#### Data shown

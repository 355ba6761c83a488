//! Stable re-exports for consumers (`cli`, `plugins`, and external crates).
//!
//! Prefer importing from `cadence_core::api` instead of reaching into internal modules.

pub use crate::config::{
    default_config, load_from_path, load_with_defaults, ConfigOverlay, ExecutionMode,
    LoggingConfig, OrchestrationConfig, UnitConfig, MAX_GLOBAL_TIMEOUT_SECS,
    MAX_UNIT_TIMEOUT_SECS,
};
pub use crate::error::{ConfigError, OrchestratorError};
pub use crate::graph::{NodeLike, UnitGraph};
pub use crate::orchestrator::{DagOrchestrator, RunSummary, StopReason, StopToken};
pub use crate::runner::{
    Complexity, Condition, ExecutionContext, UnitResult, UnitRunner, UnitStatus, DEFAULT_VERDICT,
    SKIPPED_VERDICT, TIMEOUT_VERDICT,
};
pub use crate::traits::{
    BreakpointPlugin, ExecutorOutcome, ExecutorPlugin, HookKind, HookPlugin, WaveStrategyPlugin,
};
pub use crate::wave::{
    suggest_strategy, Decision, Issue, PlannedWaves, Severity, StrategyRegistry, Task,
    TaskDescription, TaskOutcome, TestStatus, Wave, WaveContext, WaveOrchestrationResult,
    WaveOrchestrator, WavePlan, WavePlanner, WaveResult, WaveStatus, PROGRESSIVE_STRATEGY,
    SYSTEMATIC_STRATEGY,
};
use std::collections::HashSet;

use cadence_core::api::{
    OrchestratorError, PlannedWaves, Task, UnitGraph, Wave, WaveContext, WaveStatus,
    WaveStrategyPlugin, SYSTEMATIC_STRATEGY,
};
use serde_json::json;
use tracing::warn;

const ANALYSIS_WAVE: &str = "Analysis";
const VALIDATION_WAVE: &str = "Validation";
const DEFAULT_BATCH_SIZE: usize = 4;

/// Plans dependency-ordered implementation batches between two checkpoint
/// waves: an empty Analysis wave up front and an empty Validation wave at
/// the end. Checkpoints carry no tasks, so every input task still lands in
/// exactly one implementation batch.
#[derive(Debug)]
pub struct SystematicStrategy {
    batch_size: usize,
}

impl Default for SystematicStrategy {
    fn default() -> Self {
        Self {
            batch_size: DEFAULT_BATCH_SIZE,
        }
    }
}

impl SystematicStrategy {
    pub fn new(batch_size: usize) -> Self {
        Self {
            batch_size: batch_size.max(1),
        }
    }

    /// Batches tasks so every dependency lands in an earlier batch: the
    /// graph's level-parallel stages, each split at `batch_size`. When a
    /// dependency cycle blocks progress the remaining tasks are dumped into
    /// one final batch rather than failing the plan.
    fn batch(&self, tasks: &[Task]) -> Result<Vec<Vec<String>>, OrchestratorError> {
        let graph = UnitGraph::from_nodes(tasks)?;
        if let Ok(stages) = graph.execution_stages() {
            return Ok(stages
                .iter()
                .flat_map(|stage| stage.chunks(self.batch_size))
                .map(|chunk| chunk.to_vec())
                .collect());
        }

        // Cyclic task lists cannot be staged; batch what is runnable, then
        // group whatever is stuck into one batch.
        let mut completed: HashSet<String> = HashSet::new();
        let skipped = HashSet::new();
        let mut batches = Vec::new();
        while completed.len() < tasks.len() {
            let runnable = graph.find_runnable(&completed, &skipped);
            if runnable.is_empty() {
                let leftover: Vec<String> = graph
                    .names()
                    .iter()
                    .filter(|n| !completed.contains(*n))
                    .cloned()
                    .collect();
                warn!(
                    tasks = %leftover.join(", "),
                    "task dependency cycle, grouping remainder into one batch"
                );
                batches.push(leftover);
                break;
            }
            for chunk in runnable.chunks(self.batch_size) {
                completed.extend(chunk.iter().cloned());
                batches.push(chunk.to_vec());
            }
        }
        Ok(batches)
    }
}

impl WaveStrategyPlugin for SystematicStrategy {
    fn name(&self) -> &str {
        SYSTEMATIC_STRATEGY
    }

    fn plan_waves(
        &self,
        tasks: &[Task],
        _prior: Option<&WaveContext>,
    ) -> Result<PlannedWaves, OrchestratorError> {
        let batches = self.batch(tasks)?;

        let mut waves = Vec::with_capacity(batches.len() + 2);
        waves.push(Wave::new(ANALYSIS_WAVE, 1, Vec::new()));
        for (idx, batch) in batches.into_iter().enumerate() {
            waves.push(Wave::new(
                format!("Implementation {}", idx + 1),
                idx as u32 + 2,
                batch,
            ));
        }
        waves.push(Wave::new(VALIDATION_WAVE, waves.len() as u32 + 1, Vec::new()));

        Ok(PlannedWaves {
            total_tasks: tasks.len(),
            estimated_minutes: tasks.iter().map(|t| t.estimated_minutes).sum(),
            metadata: json!({ "batch_size": self.batch_size }),
            waves,
        })
    }

    /// Implementation-batch failures are carried to the Validation checkpoint
    /// as issues; only a failed Analysis checkpoint or a critical issue halts
    /// the run early.
    fn should_continue_after_wave(&self, wave: &Wave, ctx: &WaveContext) -> bool {
        if ctx.has_critical_issues() {
            return false;
        }
        !(wave.status == WaveStatus::Failed && wave.name == ANALYSIS_WAVE)
    }
}
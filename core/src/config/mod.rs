pub mod load;
pub mod types;

pub use load::{default_agents, default_config, load_from_path, load_with_defaults};
pub use types::{
    ConfigOverlay, ExecutionMode, LoggingConfig, OrchestrationConfig, UnitConfig,
    MAX_GLOBAL_TIMEOUT_SECS, MAX_UNIT_TIMEOUT_SECS,
};
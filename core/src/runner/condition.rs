use std::fmt;
use std::str::FromStr;

use serde::{Deserialize, Serialize};

use crate::error::ConfigError;

/// Feature complexity tag, ordered from simplest to most complex.
#[derive(
    Debug, Clone, Copy, PartialEq, Eq, PartialOrd, Ord, Hash, Serialize, Deserialize, Default,
)]
#[serde(rename_all = "lowercase")]
pub enum Complexity {
    Simple,
    #[default]
    Standard,
    Complex,
}

impl FromStr for Complexity {
    type Err = ConfigError;

    fn from_str(s: &str) -> Result<Self, Self::Err> {
        match s.trim().to_ascii_lowercase().as_str() {
            "simple" => Ok(Self::Simple),
            "standard" => Ok(Self::Standard),
            "complex" => Ok(Self::Complex),
            other => Err(ConfigError::UnknownCondition(format!(
                "unknown complexity level '{other}'"
            ))),
        }
    }
}

impl fmt::Display for Complexity {
    fn fmt(&self, f: &mut fmt::Formatter<'_>) -> fmt::Result {
        let s = match self {
            Self::Simple => "simple",
            Self::Standard => "standard",
            Self::Complex => "complex",
        };
        f.write_str(s)
    }
}

/// Facts a unit's pre-condition is evaluated against.
///
/// Built once per run by the caller and shared read-only by every dispatched
/// unit; the injected executor receives the same context.
#[derive(Debug, Clone, Default, Serialize, Deserialize)]
pub struct ExecutionContext {
    #[serde(default)]
    pub feature_id: String,

    #[serde(default)]
    pub complexity: Complexity,

    /// Files the caller marked as sensitive (auth, crypto, payments, ...).
    #[serde(default)]
    pub sensitive_files: Vec<String>,

    /// Free-form payload passed through to executors and hooks.
    #[serde(default)]
    pub extra: serde_json::Value,
}

/// Closed set of pre-condition variants.
///
/// The config document writes these as strings (`"always"`,
/// `"has-sensitive-files"`, `"complexity>=standard"`); parsing happens at
/// config load, so evaluation is a pure match with no expression parser.
#[derive(Debug, Clone, Copy, PartialEq, Eq, Default, Serialize, Deserialize)]
#[serde(try_from = "String", into = "String")]
pub enum Condition {
    #[default]
    Always,
    HasSensitiveFiles,
    ComplexityAtLeast(Complexity),
}

impl Condition {
    pub fn evaluate(&self, ctx: &ExecutionContext) -> bool {
        match self {
            Self::Always => true,
            Self::HasSensitiveFiles => !ctx.sensitive_files.is_empty(),
            Self::ComplexityAtLeast(level) => ctx.complexity >= *level,
        }
    }
}

impl FromStr for Condition {
    type Err = ConfigError;

    fn from_str(s: &str) -> Result<Self, Self::Err> {
        let trimmed = s.trim();
        let normalized = trimmed.to_ascii_lowercase().replace('_', "-");
        if normalized == "always" {
            return Ok(Self::Always);
        }
        if normalized == "has-sensitive-files" {
            return Ok(Self::HasSensitiveFiles);
        }
        if let Some(rest) = normalized.strip_prefix("complexity") {
            let rest = rest.trim_start();
            if let Some(level) = rest.strip_prefix(">=") {
                return Ok(Self::ComplexityAtLeast(level.parse()?));
            }
        }
        Err(ConfigError::UnknownCondition(trimmed.to_string()))
    }
}

impl TryFrom<String> for Condition {
    type Error = ConfigError;

    fn try_from(s: String) -> Result<Self, Self::Error> {
        s.parse()
    }
}

impl From<Condition> for String {
    fn from(c: Condition) -> Self {
        c.to_string()
    }
}

impl fmt::Display for Condition {
    fn fmt(&self, f: &mut fmt::Formatter<'_>) -> fmt::Result {
        match self {
            Self::Always => f.write_str("always"),
            Self::HasSensitiveFiles => f.write_str("has-sensitive-files"),
            Self::ComplexityAtLeast(level) => write!(f, "complexity>={level}"),
        }
    }
}
use crate::error::OrchestratorError;
use crate::wave::{PlannedWaves, Task, Wave, WaveContext};

/// Pluggable policy for grouping tasks into waves and deciding when a run
/// should stop after a wave.
///
/// `plan_waves` is a pure function of its inputs: calling it twice with the
/// same tasks and context must group tasks identically (wave ids may differ).
/// Every input task must land in exactly one wave, and waves must come back
/// in ascending `order`.
pub trait WaveStrategyPlugin: Send + Sync {
    fn name(&self) -> &str;

    fn plan_waves(
        &self,
        tasks: &[Task],
        prior: Option<&WaveContext>,
    ) -> Result<PlannedWaves, OrchestratorError>;

    fn should_continue_after_wave(&self, wave: &Wave, ctx: &WaveContext) -> bool;
}
//! Dependency graph over named units (DAG).
//!
//! Validation is a Kahn's-algorithm reduction: compute per-node in-degrees,
//! repeatedly remove zero-in-degree nodes. If the reduction cannot consume
//! every node, the leftovers are precisely the cycle members and validation
//! fails naming them. The reduction order doubles as the topological order,
//! with ties broken by insertion order for determinism.

use std::collections::{HashMap, HashSet};

use crate::error::OrchestratorError;

/// Node interface shared by agent units and wave tasks.
pub trait NodeLike: Clone + Send + Sync {
    fn name(&self) -> &str;
    fn depends_on(&self) -> &[String];
}

#[derive(Debug, Clone)]
pub struct UnitGraph<N: NodeLike> {
    nodes: HashMap<String, N>,

    /// name -> declared dependencies
    edges: HashMap<String, Vec<String>>,

    /// name -> units that depend on it
    reverse_edges: HashMap<String, Vec<String>>,

    insertion_order: Vec<String>,

    /// Memoized result of `validate()`, cleared on mutation.
    cached_order: Option<Vec<String>>,
}

impl<N: NodeLike> Default for UnitGraph<N> {
    fn default() -> Self {
        Self::new()
    }
}

impl<N: NodeLike> UnitGraph<N> {
    pub fn new() -> Self {
        Self {
            nodes: HashMap::new(),
            edges: HashMap::new(),
            reverse_edges: HashMap::new(),
            insertion_order: Vec::new(),
            cached_order: None,
        }
    }

    pub fn from_nodes(nodes: &[N]) -> Result<Self, OrchestratorError> {
        let mut graph = Self::new();
        for node in nodes {
            graph.add_unit(node.clone())?;
        }
        Ok(graph)
    }

    /// Registers a unit and its declared dependencies. Invalidates any cached
    /// validation result.
    pub fn add_unit(&mut self, node: N) -> Result<(), OrchestratorError> {
        let name = node.name().to_string();
        if self.nodes.contains_key(&name) {
            return Err(OrchestratorError::DuplicateUnit(name));
        }

        let deps = node.depends_on().to_vec();
        for dep in &deps {
            self.reverse_edges
                .entry(dep.clone())
                .or_default()
                .push(name.clone());
        }
        self.edges.insert(name.clone(), deps);
        self.insertion_order.push(name.clone());
        self.nodes.insert(name, node);
        self.cached_order = None;
        Ok(())
    }

    pub fn len(&self) -> usize {
        self.nodes.len()
    }

    pub fn is_empty(&self) -> bool {
        self.nodes.is_empty()
    }

    pub fn node(&self, name: &str) -> Option<&N> {
        self.nodes.get(name)
    }

    /// Unit names in insertion order.
    pub fn names(&self) -> &[String] {
        &self.insertion_order
    }

    /// Dependency pairs `(unit, dependency)` where the dependency is not a
    /// node of this graph. References like these are lenient at execution
    /// time (treated as satisfied) but strict config validation rejects them.
    pub fn missing_dependencies(&self) -> Vec<(String, String)> {
        let mut missing = Vec::new();
        for name in &self.insertion_order {
            for dep in &self.edges[name] {
                if !self.nodes.contains_key(dep) {
                    missing.push((name.clone(), dep.clone()));
                }
            }
        }
        missing
    }

    /// Kahn's-algorithm reduction. Only dependencies that exist in the graph
    /// contribute to in-degrees; a self-dependency is a 1-cycle.
    fn reduce(&self) -> Result<Vec<String>, OrchestratorError> {
        let position: HashMap<&str, usize> = self
            .insertion_order
            .iter()
            .enumerate()
            .map(|(i, n)| (n.as_str(), i))
            .collect();

        let mut in_degree: HashMap<&str, usize> = HashMap::new();
        for name in &self.insertion_order {
            let degree = self.edges[name]
                .iter()
                .filter(|dep| self.nodes.contains_key(*dep))
                .count();
            in_degree.insert(name.as_str(), degree);
        }

        let mut order: Vec<String> = Vec::with_capacity(self.nodes.len());
        let mut ready: Vec<&str> = self
            .insertion_order
            .iter()
            .map(String::as_str)
            .filter(|n| in_degree[n] == 0)
            .collect();

        let mut next = 0;
        while next < ready.len() {
            let name = ready[next];
            next += 1;
            order.push(name.to_string());

            if let Some(dependents) = self.reverse_edges.get(name) {
                let mut unlocked: Vec<&str> = Vec::new();
                for dependent in dependents {
                    if let Some(degree) = in_degree.get_mut(dependent.as_str()) {
                        *degree -= 1;
                        if *degree == 0 {
                            unlocked.push(dependent.as_str());
                        }
                    }
                }
                // Ties broken by insertion order for a stable result.
                unlocked.sort_by_key(|n| position[n]);
                ready.extend(unlocked);
            }
        }

        if order.len() != self.nodes.len() {
            let processed: HashSet<&str> = order.iter().map(String::as_str).collect();
            let members: Vec<String> = self
                .insertion_order
                .iter()
                .filter(|n| !processed.contains(n.as_str()))
                .cloned()
                .collect();
            return Err(OrchestratorError::CycleDetected { members });
        }

        Ok(order)
    }

    /// Validates acyclicity. Idempotent and memoized: repeat calls are O(1)
    /// until the graph is mutated again.
    pub fn validate(&mut self) -> Result<(), OrchestratorError> {
        if self.cached_order.is_some() {
            return Ok(());
        }
        self.cached_order = Some(self.reduce()?);
        Ok(())
    }

    /// Flat order in which dependencies strictly precede dependents.
    pub fn topological_order(&self) -> Result<Vec<String>, OrchestratorError> {
        match &self.cached_order {
            Some(order) => Ok(order.clone()),
            None => self.reduce(),
        }
    }

    /// Level-parallel batches: every unit lands in the first stage after all
    /// of its existing dependencies. Concatenating the stages yields a valid
    /// topological order.
    pub fn execution_stages(&self) -> Result<Vec<Vec<String>>, OrchestratorError> {
        // Cheap cycle check up front so staging can't loop forever.
        let _ = self.topological_order()?;

        let skipped: HashSet<String> = HashSet::new();
        let mut placed: HashSet<String> = HashSet::new();
        let mut stages: Vec<Vec<String>> = Vec::new();
        while placed.len() < self.nodes.len() {
            let stage = self.find_runnable(&placed, &skipped);
            placed.extend(stage.iter().cloned());
            stages.push(stage);
        }
        Ok(stages)
    }

    /// Units not yet completed or skipped whose every *existing* dependency
    /// is in `completed ∪ skipped`. Dependencies naming a unit absent from
    /// the graph are treated as already satisfied.
    pub fn find_runnable(
        &self,
        completed: &HashSet<String>,
        skipped: &HashSet<String>,
    ) -> Vec<String> {
        self.insertion_order
            .iter()
            .filter(|name| !completed.contains(*name) && !skipped.contains(*name))
            .filter(|name| {
                self.edges[*name]
                    .iter()
                    .filter(|dep| self.nodes.contains_key(*dep))
                    .all(|dep| completed.contains(dep) || skipped.contains(dep))
            })
            .cloned()
            .collect()
    }
}

#[cfg(test)]
mod tests {
    use super::*;

    #[derive(Debug, Clone)]
    struct Node {
        name: String,
        deps: Vec<String>,
    }

    impl NodeLike for Node {
        fn name(&self) -> &str {
            &self.name
        }

        fn depends_on(&self) -> &[String] {
            &self.deps
        }
    }

    fn node(name: &str, deps: &[&str]) -> Node {
        Node {
            name: name.to_string(),
            deps: deps.iter().map(|d| d.to_string()).collect(),
        }
    }

    fn graph(nodes: &[Node]) -> UnitGraph<Node> {
        UnitGraph::from_nodes(nodes).unwrap()
    }

    #[test]
    fn empty_graph_validates_trivially() {
        let mut g: UnitGraph<Node> = UnitGraph::new();
        g.validate().unwrap();
        assert!(g.topological_order().unwrap().is_empty());
    }

    #[test]
    fn duplicate_unit_rejected() {
        let mut g = graph(&[node("a", &[])]);
        let err = g.add_unit(node("a", &[])).unwrap_err();
        assert!(matches!(err, OrchestratorError::DuplicateUnit(name) if name == "a"));
    }

    #[test]
    fn topological_order_puts_dependencies_first() {
        let g = graph(&[
            node("d", &["b", "c"]),
            node("b", &["a"]),
            node("c", &["a"]),
            node("a", &[]),
        ]);
        let order = g.topological_order().unwrap();
        let pos = |n: &str| order.iter().position(|x| x == n).unwrap();
        assert!(pos("a") < pos("b"));
        assert!(pos("a") < pos("c"));
        assert!(pos("b") < pos("d"));
        assert!(pos("c") < pos("d"));
        // ties broken by insertion order
        assert!(pos("b") < pos("c"));
    }

    #[test]
    fn execution_stages_are_level_parallel() {
        let g = graph(&[
            node("a", &[]),
            node("b", &["a"]),
            node("c", &["a"]),
            node("d", &["b", "c"]),
            node("lone", &[]),
        ]);
        let stages = g.execution_stages().unwrap();
        assert_eq!(
            stages,
            vec![
                vec!["a".to_string(), "lone".to_string()],
                vec!["b".to_string(), "c".to_string()],
                vec!["d".to_string()],
            ]
        );
    }

    #[test]
    fn execution_stages_reject_cycles() {
        let g = graph(&[node("x", &["y"]), node("y", &["x"])]);
        assert!(g.execution_stages().is_err());
    }

    #[test]
    fn cycle_members_are_exactly_the_unreduced_units() {
        let mut g = graph(&[
            node("ok", &[]),
            node("x", &["y"]),
            node("y", &["x"]),
            node("downstream", &["x"]),
        ]);
        let err = g.validate().unwrap_err();
        match err {
            OrchestratorError::CycleDetected { members } => {
                let set: HashSet<_> = members.iter().map(String::as_str).collect();
                // downstream is unreachable by the reduction too: it can
                // never be unlocked while the cycle holds x.
                assert_eq!(set, HashSet::from(["x", "y", "downstream"]));
            }
            other => panic!("expected CycleDetected, got {other:?}"),
        }
    }

    #[test]
    fn self_dependency_is_a_one_cycle() {
        let mut g = graph(&[node("a", &["a"])]);
        let err = g.validate().unwrap_err();
        assert!(
            matches!(err, OrchestratorError::CycleDetected { members } if members == vec!["a".to_string()])
        );
    }

    #[test]
    fn validation_is_memoized_and_invalidated_by_mutation() {
        let mut g = graph(&[node("a", &[]), node("b", &["a"])]);
        g.validate().unwrap();
        g.validate().unwrap();

        g.add_unit(node("c", &["c"])).unwrap();
        assert!(g.validate().is_err());
    }

    #[test]
    fn missing_dependencies_are_lenient_in_ordering() {
        // "ghost" is not a node; b must still reduce.
        let mut g = graph(&[node("b", &["ghost"])]);
        g.validate().unwrap();
        assert_eq!(g.missing_dependencies(), vec![(
            "b".to_string(),
            "ghost".to_string()
        )]);
    }

    #[test]
    fn find_runnable_respects_existing_dependencies_only() {
        let g = graph(&[
            node("a", &[]),
            node("b", &["a", "ghost"]),
            node("c", &["b"]),
        ]);

        let none = HashSet::new();
        assert_eq!(g.find_runnable(&none, &none), vec!["a"]);

        let completed: HashSet<String> = ["a".to_string()].into();
        assert_eq!(g.find_runnable(&completed, &none), vec!["b"]);

        // skipped dependencies satisfy dependents as well
        let skipped: HashSet<String> = ["b".to_string()].into();
        assert_eq!(g.find_runnable(&completed, &skipped), vec!["c"]);
    }
}
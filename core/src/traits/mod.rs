pub mod executor;
pub mod hooks;
pub mod strategy;

pub use executor::*;
pub use hooks::*;
pub use strategy::*;
pub mod null;
pub mod process;

pub use null::NullExecutorPlugin;
pub use process::ProcessExecutorPlugin;
//! Pre-build hook backed by a manifest `[[subsystem]]` declaration.

use crate::builder::errors::RegistryError;
use crate::core::manifest::SubsystemDecl;
use crate::hook::{HookContext, PreBuildHook};

/// Registers the targets of one declared subsystem, in declaration order.
#[derive(Debug, Clone)]
pub struct ManifestHook {
    decl: SubsystemDecl,
}

impl ManifestHook {
    /// Create a hook for `decl`.
    pub fn new(decl: SubsystemDecl) -> Self {
        ManifestHook { decl }
    }

    /// The declaration this hook registers.
    pub fn decl(&self) -> &SubsystemDecl {
        &self.decl
    }
}

impl PreBuildHook for ManifestHook {
    fn subsystem(&self) -> &str {
        &self.decl.name
    }

    fn pre_build(&self, ctx: &mut HookContext<'_>) -> Result<(), RegistryError> {
        for target in &self.decl.targets {
            let config = target.config();
            if target.kind.is_library() {
                ctx.register_compiled_library_builder(target.name.clone(), config)?;
            } else {
                ctx.register_builder(target.name.clone(), config)?;
            }
        }
        Ok(())
    }
}
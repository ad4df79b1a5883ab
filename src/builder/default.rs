//! The Default Builder contract and the host-side implementation.
//!
//! Registered builders never know how to build anything themselves; they
//! forward their dependency and feature sets to a [`DefaultBuilder`] supplied
//! through the hook context. Calling it only *describes* a build.

use std::collections::BTreeSet;
use std::fmt;

use crate::builder::errors::BuilderError;
use crate::core::action::BuildAction;
use crate::core::dependency::DependencySet;
use crate::core::feature::{tags, FeatureFamily, FeatureSet};
use crate::core::language::{Language, WrapPass};
use crate::core::target::{OutputShape, TargetRequest};

/// Factory translating (target, dependencies, features) into a build action.
///
/// Implementations must not compile anything and must be safe to call from
/// several threads at once.
pub trait DefaultBuilder: Send + Sync + fmt::Debug {
    /// Construct the build action for `target`.
    fn build(
        &self,
        target: &TargetRequest,
        dependencies: &DependencySet,
        features: &FeatureSet,
    ) -> Result<BuildAction, BuilderError>;
}

/// Host-side Default Builder that produces [`BuildAction`] descriptors.
///
/// Unlike the registry, this builder does interpret tags: it rejects tags
/// outside its vocabulary and combinations the host could never build.
#[derive(Debug, Clone)]
pub struct StandardBuilder {
    /// Recognized tags beyond the well-known vocabulary
    extra_features: BTreeSet<String>,

    /// OS used for output file naming
    os: String,
}

impl StandardBuilder {
    /// Create a builder for the host OS with the well-known vocabulary.
    pub fn new() -> Self {
        StandardBuilder {
            extra_features: BTreeSet::new(),
            os: std::env::consts::OS.to_string(),
        }
    }

    /// Recognize additional feature tags.
    pub fn with_extra_features<I, S>(mut self, extra: I) -> Self
    where
        I: IntoIterator<Item = S>,
        S: Into<String>,
    {
        self.extra_features
            .extend(extra.into_iter().map(Into::into).filter(|s| !s.is_empty()));
        self
    }

    /// Name outputs for a different OS.
    pub fn with_os(mut self, os: impl Into<String>) -> Self {
        self.os = os.into();
        self
    }

    /// Check whether a tag is part of this builder's vocabulary.
    pub fn recognizes(&self, tag: &str) -> bool {
        tags::ALL.contains(&tag) || self.extra_features.contains(tag)
    }

    fn output_shape(
        &self,
        target: &TargetRequest,
        features: &FeatureSet,
    ) -> Result<OutputShape, BuilderError> {
        let shared = features.contains(tags::BUILD_SHARED_EXTENSION);
        let static_lib = features.contains(tags::BUILD_STATIC_LIBRARY);
        match (shared, static_lib) {
            (true, true) => Err(BuilderError::ConflictingPackaging {
                target: target.name.clone(),
            }),
            (true, false) => Ok(OutputShape::SharedExtension),
            (false, true) => Ok(OutputShape::StaticLibrary),
            (false, false) => Ok(target.kind.default_shape()),
        }
    }
}

impl Default for StandardBuilder {
    fn default() -> Self {
        Self::new()
    }
}

impl DefaultBuilder for StandardBuilder {
    fn build(
        &self,
        target: &TargetRequest,
        dependencies: &DependencySet,
        features: &FeatureSet,
    ) -> Result<BuildAction, BuilderError> {
        if let Some(unknown) = features.iter().find(|t| !self.recognizes(t.as_str())) {
            return Err(BuilderError::UnknownFeature {
                target: target.name.clone(),
                tag: unknown.to_string(),
            });
        }

        if features.of_family(FeatureFamily::Language).next().is_none() {
            return Err(BuilderError::NoLanguage {
                target: target.name.clone(),
            });
        }

        for pass in WrapPass::requested_by(features) {
            let language: Language = pass.required_language();
            if !features.contains(language.compile_tag()) {
                return Err(BuilderError::MissingWrapLanguage {
                    target: target.name.clone(),
                    wrap: pass.tag().to_string(),
                    language_tag: language.compile_tag().to_string(),
                });
            }
        }

        let shape = self.output_shape(target, features)?;
        let action = BuildAction::describe(target, shape, &self.os, dependencies, features);

        tracing::debug!(
            "described {} -> {} [{}]",
            target.label(),
            action.output,
            action.fingerprint
        );

        Ok(action)
    }
}
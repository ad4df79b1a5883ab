//! CLI definitions using clap.

use std::path::PathBuf;

use clap::{Args, Parser, Subcommand, ValueEnum};
use clap_complete::Shell;

/// Stevedore - builder registry and pre-build hooks for native extensions
#[derive(Parser)]
#[command(name = "stevedore")]
#[command(author, version, about, long_about = None)]
pub struct Cli {
    /// Enable verbose output
    #[arg(short, long, global = true)]
    pub verbose: bool,

    /// Disable colored output
    #[arg(long, global = true)]
    pub no_color: bool,

    /// Path to Stevedore.toml (or the directory holding it)
    #[arg(long, global = true, env = "STEVEDORE_MANIFEST")]
    pub manifest: Option<PathBuf>,

    #[command(subcommand)]
    pub command: Commands,
}

#[derive(Subcommand)]
pub enum Commands {
    /// Run the pre-build pass and print the build actions
    Plan(PlanArgs),

    /// List registered targets per subsystem
    Targets(TargetsArgs),

    /// Invoke every builder and report misconfigured targets
    Check(CheckArgs),

    /// Generate shell completions
    Completions(CompletionsArgs),
}

/// Output format for machine consumers.
#[derive(Debug, Clone, Copy, PartialEq, Eq, Default, ValueEnum)]
pub enum MessageFormat {
    /// Human-readable text
    #[default]
    Human,
    /// One JSON object per line
    Json,
}

#[derive(Args)]
pub struct PlanArgs {
    /// Specific targets to plan
    #[arg(long)]
    pub target: Vec<String>,

    /// Number of parallel jobs
    #[arg(short, long)]
    pub jobs: Option<usize>,

    /// Output format
    #[arg(long, value_enum, default_value_t = MessageFormat::Human)]
    pub message_format: MessageFormat,
}

#[derive(Args)]
pub struct TargetsArgs {
    /// Only list targets of this subsystem
    #[arg(long)]
    pub subsystem: Option<String>,
}

#[derive(Args)]
pub struct CheckArgs {
    /// Number of parallel jobs
    #[arg(short, long)]
    pub jobs: Option<usize>,
}

#[derive(Args)]
pub struct CompletionsArgs {
    /// Shell to generate completions for
    pub shell: Shell,
}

#### Work request
Copy exactly the stretch of data above from the line with "pub mod executor;" through the line with "pub fn decl(&self)", and omit all other lines.

#### Output for this task
pub mod executor;
pub mod hooks;
pub mod strategy;

pub use executor::*;
pub use hooks::*;
pub use strategy::*;
pub mod null;
pub mod process;

pub use null::NullExecutorPlugin;
pub use process::ProcessExecutorPlugin;
//! Pre-build hook backed by a manifest `[[subsystem]]` declaration.

use crate::builder::errors::RegistryError;
use crate::core::manifest::SubsystemDecl;
use crate::hook::{HookContext, PreBuildHook};

/// Registers the targets of one declared subsystem, in declaration order.
#[derive(Debug, Clone)]
pub struct ManifestHook {
    decl: SubsystemDecl,
}

impl ManifestHook {
    /// Create a hook for `decl`.
    pub fn new(decl: SubsystemDecl) -> Self {
        ManifestHook { decl }
    }

    /// The declaration this hook registers.
    pub fn decl(&self) -> &SubsystemDecl {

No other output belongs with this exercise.